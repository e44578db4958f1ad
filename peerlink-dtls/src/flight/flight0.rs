use super::*;
use crate::cipher_suite::*;
use crate::conn::*;
use crate::curve::named_curve::NamedCurve;
use crate::extension::*;
use crate::handshake::*;
use crate::handshaker::srv_cli_str;
use crate::record_layer::record_layer_header::*;
use crate::*;

use log::debug;
use rand::Rng;

/// Server: waits for the first ClientHello and picks the parameters of the
/// session from it.
pub(super) fn parse(
    state: &mut State,
    cache: &HandshakeCache,
    cfg: &HandshakeConfig,
) -> Result<Flight, FlightError> {
    let (seq, msgs) = match cache.full_pull_map(
        state.handshake_recv_sequence,
        &[HandshakeCachePullRule::new(
            HandshakeType::ClientHello,
            cfg.initial_epoch,
            true,
            false,
        )],
    ) {
        Ok((seq, msgs)) => (seq, msgs),
        Err(_) => return Err((None, None)),
    };

    state.handshake_recv_sequence = seq;

    let Some(HandshakeMessage::ClientHello(client_hello)) = msgs.get(&HandshakeType::ClientHello)
    else {
        return Err((Some(Alert::fatal(AlertDescription::InternalError)), None));
    };

    state.negotiated_version = negotiate_version(state, client_hello)?;
    state.remote_random = client_hello.random.clone();

    if let Ok(id) =
        find_matching_cipher_suite(&client_hello.cipher_suites, &cfg.local_cipher_suites)
    {
        if let Ok(cipher_suite) = cipher_suite_for_id(id) {
            debug!(
                "[handshake:{}] use cipher suite: {}",
                srv_cli_str(state.is_client),
                cipher_suite.to_string()
            );
            state.cipher_suite = Some(cipher_suite);
        }
    } else {
        return Err(alert_fatal(
            AlertDescription::InsufficientSecurity,
            Error::ErrCipherSuiteNoIntersection,
        ));
    }

    for extension in &client_hello.extensions {
        match extension {
            Extension::SupportedEllipticCurves(e) => {
                if e.elliptic_curves.is_empty() {
                    return Err(alert_fatal(
                        AlertDescription::InsufficientSecurity,
                        Error::ErrNoSupportedEllipticCurves,
                    ));
                }
                if let Some(curve) = e
                    .elliptic_curves
                    .iter()
                    .find(|c| **c != NamedCurve::Unsupported)
                {
                    state.named_curve = *curve;
                }
            }
            Extension::UseSrtp(e) => {
                if let Ok(profile) = find_matching_srtp_profile(
                    &e.protection_profiles,
                    &cfg.local_srtp_protection_profiles,
                ) {
                    state.srtp_protection_profile = profile;
                } else {
                    return Err(alert_fatal(
                        AlertDescription::InsufficientSecurity,
                        Error::ErrServerNoMatchingSrtpProfile,
                    ));
                }
            }
            Extension::UseExtendedMasterSecret(_) => {
                if cfg.extended_master_secret != ExtendedMasterSecretType::Disable {
                    state.extended_master_secret = true;
                }
            }
            _ => {}
        }
    }

    if cfg.extended_master_secret == ExtendedMasterSecretType::Require
        && !state.extended_master_secret
    {
        return Err(alert_fatal(
            AlertDescription::InsufficientSecurity,
            Error::ErrServerRequiredButNoClientEms,
        ));
    }

    if state.local_keypair.is_none() {
        state.local_keypair = match state.named_curve.generate_keypair() {
            Ok(local_keypair) => Some(local_keypair),
            Err(err) => return Err(alert_fatal(AlertDescription::IllegalParameter, err)),
        };
    }

    Ok(Flight::Flight2)
}

/// Only the DTLS 1.2 key schedule exists. A client listing supported_versions
/// must include 1.2 there; otherwise the legacy version field decides.
fn negotiate_version(
    state: &mut State,
    client_hello: &handshake_message_client_hello::HandshakeMessageClientHello,
) -> Result<ProtocolVersion, FlightError> {
    let offered: Vec<ProtocolVersion> = client_hello
        .extensions
        .iter()
        .filter_map(|e| match e {
            Extension::SupportedVersions(v) => Some(v.versions.clone()),
            _ => None,
        })
        .flatten()
        .collect();

    let acceptable = if offered.is_empty() {
        client_hello.version == PROTOCOL_VERSION1_2
    } else {
        offered.contains(&PROTOCOL_VERSION1_2)
    };
    state.remote_supported_versions = offered;

    if acceptable {
        Ok(PROTOCOL_VERSION1_2)
    } else {
        Err(alert_fatal(
            AlertDescription::ProtocolVersion,
            Error::ErrUnsupportedProtocolVersion,
        ))
    }
}

pub(super) fn generate(
    state: &mut State,
    _cache: &HandshakeCache,
    _cfg: &HandshakeConfig,
) -> Result<Vec<Packet>, FlightError> {
    // Initialize
    state.cookie = vec![0; COOKIE_LENGTH];
    rand::rng().fill(state.cookie.as_mut_slice());

    state.local_epoch = 0;
    state.remote_epoch = 0;

    state.named_curve = DEFAULT_NAMED_CURVE;
    state.local_random.populate();

    Ok(vec![])
}
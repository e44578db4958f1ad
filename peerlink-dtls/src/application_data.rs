use super::content::*;
use shared::error::*;

use bytes::BytesMut;
use std::io::{Read, Write};

/// Application data messages are carried by the record layer and are
/// fragmented, compressed, and encrypted based on the current connection state.
/// <https://tools.ietf.org/html/rfc5246#section-10>
#[derive(Clone, PartialEq, Eq, Debug)]
pub struct ApplicationData {
    pub data: BytesMut,
}

impl ApplicationData {
    pub fn content_type(&self) -> ContentType {
        ContentType::ApplicationData
    }

    pub fn size(&self) -> usize {
        self.data.len()
    }

    pub fn marshal<W: Write>(&self, writer: &mut W) -> Result<()> {
        writer.write_all(&self.data)?;
        Ok(writer.flush()?)
    }

    pub fn unmarshal<R: Read>(reader: &mut R) -> Result<Self> {
        let mut data: Vec<u8> = vec![];
        reader.read_to_end(&mut data)?;

        Ok(ApplicationData {
            data: BytesMut::from(data.as_slice()),
        })
    }
}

━━━━

Your assignment:
Where a line above holds the string "from", show that line.

Task solution:
/// session from it.
            data: BytesMut::from(data.as_slice()),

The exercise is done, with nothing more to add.